NU dan “Tafsir Baru”
Oleh: K.H. Abdurrahman Wahid
Dalam mendalami Al-Qur’an kita harus selalu menggunakan berbagai kitab tafsir. Ada Tafsir Thabari, sebanyak 30 juz yang dibuat dalam abad ke 2-3 Hijriah, berisi uraian lengkap mengenai kandungan kitab suci tersebut. Kemudian Kitab Tafsir Al-Maraghi, yang ditolak oleh Rais ‘Aam Nahdlatul Ulama (NU) almarhum KH. A Wahab Chasbullah dari Tambak Beras, Jombang, dalam Muktamar NU ke-26 di Surabaya pada penghujung tahun 1971, karena dianggap ‘barang baru’ yang belum pernah disahkan (mu’tabar) di kalangan para ulama. Juga kitab Tafsir Al-Azhar yang ditulis oleh almarhum Syekh Al-Azhar yang terbit pada tahun 1935 itu, dalam pandangan beliau tidak termasuk dalam jajaran kitab-kitab NU yang mu’tabar (diakui) oleh para ulama, sehingga tidak dapat dipakai sebagai rujukan dalam sebuah Muktamar NU, entah hingga kapan. Dan bagaimana dapat mencapai ‘status’ diakui tersebut, juga tidak diterangkan lebih lanjut. Maka, seharusnyalah Pengurus Besar Syuriah Nahdlatul Ulama (NU) membuat daftar rujukan tersebut.

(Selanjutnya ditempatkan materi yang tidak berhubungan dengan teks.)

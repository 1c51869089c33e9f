//! Logging utilities for vip-manager components.

use tracing_subscriber::{EnvFilter, fmt, prelude::*};

/// Build the filter: RUST_LOG wins, otherwise the configured level.
fn filter(level: &str) -> EnvFilter {
    EnvFilter::try_from_default_env().unwrap_or_else(|_| EnvFilter::new(level))
}

/// Initialize tracing with human readable output.
///
/// Uses the RUST_LOG environment variable to control log levels and
/// falls back to `level` when it is unset.
pub fn init(level: &str) {
    tracing_subscriber::registry()
        .with(fmt::layer())
        .with(filter(level))
        .init();
}

/// Initialize tracing with JSON formatting (useful for structured logging).
pub fn init_json(level: &str) {
    tracing_subscriber::registry()
        .with(fmt::layer().json())
        .with(filter(level))
        .init();
}
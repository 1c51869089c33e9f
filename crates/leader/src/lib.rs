//! Leadership observation for vip-manager.
//!
//! This crate follows an externally maintained leader marker in a
//! coordination store and reports whether the local node is the leader:
//! - `LeaderStore` trait: the seam for coordination store backends
//! - `ConsulStore`: Consul KV with consistent blocking queries
//! - `MemoryStore`: in-process store for tests and dry runs
//! - `LeadershipWatcher`: long-poll loop producing a boolean stream
//!
//! Leader election itself happens elsewhere; this crate only observes it.
//!
//! # Example
//!
//! ```no_run
//! use leader::{ConsulStore, LeadershipWatcher};
//! use std::sync::Arc;
//! use std::time::Duration;
//! use tokio::sync::mpsc;
//! use tokio_util::sync::CancellationToken;
//!
//! # async fn example() -> Result<(), Box<dyn std::error::Error>> {
//! let store = ConsulStore::new("http://127.0.0.1:8500", Duration::from_secs(1), None)?;
//! let watcher = LeadershipWatcher::new(Arc::new(store), "service/pg/leader", "node1");
//!
//! let (tx, mut rx) = mpsc::channel(1);
//! let cancel = CancellationToken::new();
//! tokio::spawn(watcher.run(cancel.clone(), tx));
//!
//! while let Some(is_leader) = rx.recv().await {
//!     println!("leader: {}", is_leader);
//! }
//! # Ok(())
//! # }
//! ```

pub mod consul;
pub mod memory;
pub mod store;
pub mod watcher;

pub use consul::{ConsulStore, parse_endpoint};
pub use memory::MemoryStore;
pub use store::{LeaderMarker, LeaderStore, QueryOptions};
pub use watcher::{DEFAULT_RETRY_DELAY, LeadershipWatcher};
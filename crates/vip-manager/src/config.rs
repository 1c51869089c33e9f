//! Configuration loading and validation for vip-manager

use crate::types::{CommandPaths, ManagerConfig, ProbeConfig, VipConfig, max_prefix_len};
use serde::{Deserialize, Serialize};
use std::net::IpAddr;
use std::path::{Path, PathBuf};
use std::time::Duration;
use thiserror::Error;
use validator::{Validate, ValidationError};

/// Configuration error types
#[derive(Debug, Error)]
pub enum ConfigError {
    #[error("Configuration file not found in search paths")]
    FileNotFound,

    #[error("Failed to read configuration file: {0}")]
    IoError(#[from] std::io::Error),

    #[error("Failed to parse YAML: {0}")]
    ParseError(#[from] serde_yaml::Error),

    #[error("Invalid configuration: {0}")]
    ValidationError(#[from] validator::ValidationErrors),
}

/// Main configuration structure
#[derive(Debug, Clone, Serialize, Deserialize)]
pub struct Config {
    pub vip: VipSettings,

    pub node: NodeSettings,

    pub consul: ConsulSettings,

    #[serde(default)]
    pub manager: ManagerSettings,

    #[serde(default)]
    pub probe: ProbeSettings,

    #[serde(default)]
    pub commands: CommandSettings,

    #[serde(default)]
    pub logging: LoggingSettings,
}

impl Validate for Config {
    fn validate(&self) -> Result<(), validator::ValidationErrors> {
        self.vip.validate()?;
        self.node.validate()?;
        self.consul.validate()?;
        self.manager.validate()?;
        self.probe.validate()?;
        Ok(())
    }
}

/// Virtual IP settings
#[derive(Debug, Clone, Serialize, Deserialize, Validate)]
#[validate(schema(function = "validate_prefix_len"))]
pub struct VipSettings {
    pub address: IpAddr,

    pub prefix_len: u8,

    // IFNAMSIZ is 16 including the terminator
    #[validate(length(min = 1, max = 15))]
    pub interface: String,
}

/// Identity of this node
#[derive(Debug, Clone, Serialize, Deserialize, Validate)]
pub struct NodeSettings {
    #[validate(length(min = 1))]
    pub name: String,
}

/// Consul connection settings
#[derive(Debug, Clone, Serialize, Deserialize, Validate)]
pub struct ConsulSettings {
    #[serde(default = "default_endpoint")]
    #[validate(custom = "validate_endpoint")]
    pub endpoint: String,

    #[validate(length(min = 1))]
    pub key: String,

    #[serde(default = "default_wait_time", with = "humantime_serde")]
    #[validate(custom = "validate_wait_time")]
    pub wait_time: Duration,

    #[serde(default)]
    pub token: Option<String>,
}

/// Coordinator timing settings
#[derive(Debug, Clone, Serialize, Deserialize, Validate)]
#[serde(default)]
pub struct ManagerSettings {
    #[serde(with = "humantime_serde")]
    #[validate(custom = "validate_recheck_interval")]
    pub recheck_interval: Duration,

    #[serde(with = "humantime_serde")]
    #[validate(custom = "validate_retry_delay")]
    pub retry_delay: Duration,

    #[validate(range(min = 1, max = 1000))]
    pub state_channel_size: usize,
}

/// Duplicate address probe settings
#[derive(Debug, Clone, Serialize, Deserialize, Validate)]
#[serde(default)]
pub struct ProbeSettings {
    /// Run `arping -D` before claiming. A stale holder that lost the store
    /// blocks the claim for as long as it keeps the address.
    pub enabled: bool,

    #[validate(range(min = 1, max = 10))]
    pub count: u32,

    #[serde(with = "humantime_serde")]
    #[validate(custom = "validate_probe_timeout")]
    pub timeout: Duration,
}

/// External command locations
#[derive(Debug, Clone, Serialize, Deserialize)]
#[serde(default)]
pub struct CommandSettings {
    pub ip: PathBuf,
    pub arping: PathBuf,
}

/// Log output format
#[derive(Debug, Clone, Copy, PartialEq, Eq, Default, Serialize, Deserialize)]
#[serde(rename_all = "lowercase")]
pub enum LogFormat {
    #[default]
    Text,
    Json,
}

/// Logging settings
#[derive(Debug, Clone, Default, Serialize, Deserialize)]
pub struct LoggingSettings {
    pub level: Option<String>,

    #[serde(default)]
    pub format: LogFormat,
}

// Default implementations

fn default_endpoint() -> String {
    "http://127.0.0.1:8500".to_string()
}

fn default_wait_time() -> Duration {
    leader::consul::DEFAULT_WAIT_TIME
}

impl Default for ManagerSettings {
    fn default() -> Self {
        let defaults = ManagerConfig::default();
        Self {
            recheck_interval: defaults.recheck_interval,
            retry_delay: defaults.retry_delay,
            state_channel_size: defaults.state_channel_size,
        }
    }
}

impl Default for ProbeSettings {
    fn default() -> Self {
        let defaults = ProbeConfig::default();
        Self {
            enabled: defaults.enabled,
            count: defaults.count,
            timeout: defaults.timeout,
        }
    }
}

impl Default for CommandSettings {
    fn default() -> Self {
        let defaults = CommandPaths::default();
        Self {
            ip: defaults.ip,
            arping: defaults.arping,
        }
    }
}

// Custom validators

fn validate_prefix_len(vip: &VipSettings) -> Result<(), ValidationError> {
    if vip.prefix_len > max_prefix_len(vip.address) {
        return Err(ValidationError::new("prefix_len_out_of_range"));
    }
    Ok(())
}

fn validate_endpoint(endpoint: &str) -> Result<(), ValidationError> {
    leader::parse_endpoint(endpoint)
        .map(|_| ())
        .map_err(|_| ValidationError::new("endpoint_invalid"))
}

fn validate_duration(
    value: &Duration,
    min: Duration,
    max: Duration,
    code: &'static str,
) -> Result<(), ValidationError> {
    if *value < min || *value > max {
        return Err(ValidationError::new(code));
    }
    Ok(())
}

fn validate_wait_time(wait: &Duration) -> Result<(), ValidationError> {
    validate_duration(wait, Duration::from_millis(100), Duration::from_secs(600), "wait_time_out_of_range")
}

fn validate_recheck_interval(interval: &Duration) -> Result<(), ValidationError> {
    validate_duration(
        interval,
        Duration::from_millis(100),
        Duration::from_secs(3600),
        "recheck_interval_out_of_range",
    )
}

fn validate_retry_delay(delay: &Duration) -> Result<(), ValidationError> {
    validate_duration(delay, Duration::from_millis(10), Duration::from_secs(60), "retry_delay_out_of_range")
}

fn validate_probe_timeout(timeout: &Duration) -> Result<(), ValidationError> {
    validate_duration(timeout, Duration::from_millis(100), Duration::from_secs(30), "probe_timeout_out_of_range")
}

// Configuration loading implementation

impl Config {
    /// Load configuration from `path`, or from the default search paths
    pub fn load(path: Option<&Path>) -> Result<Self, ConfigError> {
        if let Some(path) = path {
            tracing::info!("Loading configuration from: {}", path.display());
            return Self::load_from_file(path);
        }

        match Self::find_config_file() {
            Some(path) => {
                tracing::info!("Loading configuration from: {}", path.display());
                Self::load_from_file(&path)
            }
            None => Err(ConfigError::FileNotFound),
        }
    }

    /// Load configuration from a specific file
    pub fn load_from_file(path: impl AsRef<Path>) -> Result<Self, ConfigError> {
        let contents = std::fs::read_to_string(path.as_ref())?;
        Self::from_yaml(&contents)
    }

    /// Parse and validate a YAML document
    pub fn from_yaml(contents: &str) -> Result<Self, ConfigError> {
        let config: Config = serde_yaml::from_str(contents)?;
        config.validate()?;
        Ok(config)
    }

    /// Find configuration file in standard locations
    fn find_config_file() -> Option<PathBuf> {
        let mut paths = vec![PathBuf::from("/etc/vip-manager/vip-manager.yaml")];

        if let Some(home_path) = Self::home_config_path() {
            paths.push(home_path);
        }

        paths.push(PathBuf::from("./vip-manager.yaml"));

        paths
            .into_iter()
            .find(|p: &PathBuf| p.exists() && p.is_file())
    }

    /// Get home directory config path
    fn home_config_path() -> Option<PathBuf> {
        dirs::home_dir().map(|home| home.join(".config/vip-manager/vip-manager.yaml"))
    }

    /// Address, interface and identity to manage
    pub fn to_vip_config(&self) -> VipConfig {
        VipConfig {
            address: self.vip.address,
            prefix_len: self.vip.prefix_len,
            interface: self.vip.interface.clone(),
            node_name: self.node.name.clone(),
            key: self.consul.key.clone(),
        }
    }

    pub fn to_manager_config(&self) -> ManagerConfig {
        ManagerConfig {
            recheck_interval: self.manager.recheck_interval,
            retry_delay: self.manager.retry_delay,
            state_channel_size: self.manager.state_channel_size,
        }
    }

    pub fn to_probe_config(&self) -> ProbeConfig {
        ProbeConfig {
            enabled: self.probe.enabled,
            count: self.probe.count,
            timeout: self.probe.timeout,
        }
    }

    pub fn to_command_paths(&self) -> CommandPaths {
        CommandPaths {
            ip: self.commands.ip.clone(),
            arping: self.commands.arping.clone(),
        }
    }

    /// Log level, defaulting to info
    pub fn log_level(&self) -> &str {
        self.logging.level.as_deref().unwrap_or("info")
    }
}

Saat ini pun penulis berupaya untuk memahami kitab suci itu, namun tidak dibarengi dengan menulis ‘kitab tafsir’, melainkan hanya memberikan tafsiran ayat-ayat yang berisikan firman Allah Swt secara sporadis (acak), yang disampaikannya dalam ceramah/pengajian umum di tempat-tempat yang berbeda-beda pula. Di samping itu, ‘tekanan pekerjaan’ tidak memungkinkan penulis untuk dengan cermat membaca kitab suci tersebut dari permulaan hingga ujung secara teratur, sebagai sebuah persyaratan bagi penulisan kitab tafsir. Akibatnya, ‘sementara’ ini penulis hanya mengemukakan beberapa hasil pendalamannya atas kandungan kitab suci tersebut, dalam beberapa buah artikel yang dimuat oleh berbagai harian yang berbeda-beda. Diharapkan, dalam jangka panjang, jumlah karangan tentang kitab suci itu sudah cukup untuk diterbitkan dalam bentuk buku, dan sedikit kekurangannya akan dapat ‘ditambal’ sebelum buku itu diterbitkan.

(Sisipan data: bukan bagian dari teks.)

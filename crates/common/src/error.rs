//! Common error types for vip-manager components.

use std::fmt;

/// A specialized Result type for vip-manager operations.
pub type Result<T> = std::result::Result<T, Error>;

/// Common error type for vip-manager operations.
#[derive(Debug, thiserror::Error)]
pub enum Error {
    #[error("Coordination store error: {0}")]
    Store(String),

    #[error("Address error: {0}")]
    Address(String),

    #[error("Configuration error: {0}")]
    Config(String),

    #[error("Serialization error: {0}")]
    Serialization(#[from] serde_json::Error),

    #[error("Operation cancelled")]
    Cancelled,

    #[error("Unknown error: {0}")]
    Other(String),
}

impl Error {
    /// Create a new coordination store error.
    pub fn store(msg: impl fmt::Display) -> Self {
        Error::Store(msg.to_string())
    }

    /// Create a new address error.
    pub fn address(msg: impl fmt::Display) -> Self {
        Error::Address(msg.to_string())
    }

    /// Create a new configuration error.
    pub fn config(msg: impl fmt::Display) -> Self {
        Error::Config(msg.to_string())
    }

    /// Create a new other error.
    pub fn other(msg: impl fmt::Display) -> Self {
        Error::Other(msg.to_string())
    }

    /// Whether this error only reports cancellation.
    pub fn is_cancelled(&self) -> bool {
        matches!(self, Error::Cancelled)
    }
}
//! In-process leader store.
//!
//! Behaves like a single-key coordination store with blocking reads. Useful
//! for tests and for running the manager without a Consul agent.

use crate::store::{LeaderMarker, LeaderStore, QueryOptions};
use async_trait::async_trait;
use common::{Error, Result};
use std::sync::atomic::{AtomicU64, AtomicUsize, Ordering};
use std::time::Duration;
use tokio::sync::watch;
use tokio::time::timeout;

/// Default wait window for blocking reads
const DEFAULT_WAIT_TIME: Duration = Duration::from_secs(1);

#[derive(Debug, Clone, Default)]
struct Record {
    version: u64,
    value: Option<String>,
}

/// In-memory leader store holding a single marker
pub struct MemoryStore {
    record: watch::Sender<Record>,
    wait_time: Duration,
    pending_failures: AtomicUsize,
    reads: AtomicU64,
}

impl MemoryStore {
    /// Create an empty store (no marker yet)
    pub fn new() -> Self {
        let (record, _) = watch::channel(Record::default());
        Self {
            record,
            wait_time: DEFAULT_WAIT_TIME,
            pending_failures: AtomicUsize::new(0),
            reads: AtomicU64::new(0),
        }
    }

    /// Set the wait window after which a blocking read returns unchanged
    pub fn with_wait_time(mut self, wait_time: Duration) -> Self {
        self.wait_time = wait_time;
        self
    }

    /// Write a new leader value, bumping the version
    pub fn set(&self, value: impl Into<String>) {
        let value = value.into();
        self.record.send_modify(|record| {
            record.version += 1;
            record.value = Some(value);
        });
    }

    /// Delete the marker, bumping the version
    pub fn clear(&self) {
        self.record.send_modify(|record| {
            record.version += 1;
            record.value = None;
        });
    }

    /// Make the next `count` reads fail with a store error
    pub fn fail_next(&self, count: usize) {
        self.pending_failures.store(count, Ordering::SeqCst);
    }

    /// Current record version
    pub fn version(&self) -> u64 {
        self.record.borrow().version
    }

    /// Number of reads served (including failed ones)
    pub fn reads(&self) -> u64 {
        self.reads.load(Ordering::SeqCst)
    }

    fn current(&self) -> Option<LeaderMarker> {
        let record = self.record.borrow();
        record
            .value
            .as_ref()
            .map(|value| LeaderMarker::new(value.clone(), record.version))
    }
}

impl Default for MemoryStore {
    fn default() -> Self {
        Self::new()
    }
}

#[async_trait]
impl LeaderStore for MemoryStore {
    async fn get(&self, _key: &str, options: &QueryOptions) -> Result<Option<LeaderMarker>> {
        self.reads.fetch_add(1, Ordering::SeqCst);

        let failed = self
            .pending_failures
            .fetch_update(Ordering::SeqCst, Ordering::SeqCst, |n| n.checked_sub(1))
            .is_ok();
        if failed {
            return Err(Error::store("injected failure"));
        }

        if options.wait_index > 0 {
            let wait_index = options.wait_index;
            let mut rx = self.record.subscribe();
            // Elapsed window answers with the unchanged record, like Consul.
            let _ = timeout(self.wait_time, async move {
                let _ = rx.wait_for(|record| record.version > wait_index).await;
            })
            .await;
        }

        Ok(self.current())
    }

    fn name(&self) -> &str {
        "memory"
    }
}
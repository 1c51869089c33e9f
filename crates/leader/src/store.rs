//! Coordination store abstraction.

use async_trait::async_trait;
use common::Result;

/// Record naming the currently elected leader.
#[derive(Debug, Clone, PartialEq, Eq)]
pub struct LeaderMarker {
    /// Identifier of the leader node
    pub value: String,

    /// Monotonically increasing modification index
    pub version: u64,
}

impl LeaderMarker {
    pub fn new(value: impl Into<String>, version: u64) -> Self {
        Self {
            value: value.into(),
            version,
        }
    }

    /// Whether this marker names `node_name` as leader.
    pub fn names(&self, node_name: &str) -> bool {
        self.value == node_name
    }
}

/// Options for a single store read
#[derive(Debug, Clone, Copy, PartialEq, Eq)]
pub struct QueryOptions {
    /// Require a strongly consistent read
    pub require_consistent: bool,

    /// Block until the record version advances past this index (0 = no blocking)
    pub wait_index: u64,
}

impl Default for QueryOptions {
    fn default() -> Self {
        Self {
            require_consistent: true,
            wait_index: 0,
        }
    }
}

/// Coordination store backend.
///
/// Implementations must support server-side blocking: when `wait_index` is
/// non-zero, `get` returns once the record's version moves past it or the
/// backend's wait window elapses, whichever comes first.
#[async_trait]
pub trait LeaderStore: Send + Sync {
    /// Read a record. `Ok(None)` means the record does not exist.
    async fn get(&self, key: &str, options: &QueryOptions) -> Result<Option<LeaderMarker>>;

    /// Get the name of this backend
    fn name(&self) -> &str;
}
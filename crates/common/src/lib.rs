//! Common utilities and types shared across vip-manager components.

pub mod error;
pub mod logging;

pub use error::{Error, Result};
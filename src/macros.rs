//! Operator forwarding helpers
//!
//! The reference-reference impl of each binary operator is the canonical one;
//! the value-taking forms forward to it, so arithmetic never cares which
//! combination of owned and borrowed operands the caller has.

macro_rules! forward_val_val_binop {
    (impl $imp:ident for $res:ty, $method:ident) => {
        impl $imp<$res> for $res {
            type Output = $res;

            #[inline]
            fn $method(self, other: $res) -> $res {
                $imp::$method(&self, &other)
            }
        }
    };
}

macro_rules! forward_val_ref_binop {
    (impl $imp:ident for $res:ty, $method:ident) => {
        impl<'a> $imp<&'a $res> for $res {
            type Output = $res;

            #[inline]
            fn $method(self, other: &$res) -> $res {
                $imp::$method(&self, other)
            }
        }
    };
}

macro_rules! forward_ref_val_binop {
    (impl $imp:ident for $res:ty, $method:ident) => {
        impl<'a> $imp<$res> for &'a $res {
            type Output = $res;

            #[inline]
            fn $method(self, other: $res) -> $res {
                $imp::$method(self, &other)
            }
        }
    };
}

macro_rules! forward_all_binop_to_ref_ref {
    (impl $imp:ident for $res:ty, $method:ident) => {
        forward_val_val_binop!(impl $imp for $res, $method);
        forward_val_ref_binop!(impl $imp for $res, $method);
        forward_ref_val_binop!(impl $imp for $res, $method);
    };
}
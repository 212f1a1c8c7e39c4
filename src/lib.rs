#[macro_use]
mod macros;

mod bigdecimal;
mod bigint;
mod elementary;
mod error;

pub use bigdecimal::{BigDecimal, ParseBigDecimalError, RoundingMode, DEFAULT_PRECISION};
pub use bigint::{BigInt, ParseBigIntError, Sign};
pub use elementary::pi;
pub use error::{ArithmeticError, ArithmeticErrorKind};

Tentu saja, guna memungkinkan terpeliharanya persambungan dan ketaatan asas dalam penulisan buku itu, diperlukan ‘kesetiaan dan ketaatan’ kepada sebuah metode memahami kitab suci tersebut. Dalam hal ini, penulis mencoba memahami kitab suci tersebut dari sudut pandang penafsiran ‘kehendak Tuhan’, berarti sebuah pendekatan untuk upaya ‘memahami’ apa yang dimaksudkan Allah atas sesuatu peristiwa masa kini (contemporer) yang terjadi pada sekitar masa tulisan itu sendiri dibuat. Memang, pendekatan ini mungkin tidak ‘memuaskan’ siapa pun, tetapi diperlukan penulis untuk dapat mengerti apa yang terjadi pada suatu masa tertentu. Mungkin, seorang ahli tafsir (mufassir) akan dapat melakukan abstraksinya atas apa yang terjadi pada suatu saat tertentu, sehingga akhirnya ‘kitab tafsir’ seperti itu akan dapat dituliskan. Penulis menamai kitab-kitab itu sebagai sebuah ‘tafsir baru’ yang diperkirakan akan membentuk penafsiran-penafsiran tertentu.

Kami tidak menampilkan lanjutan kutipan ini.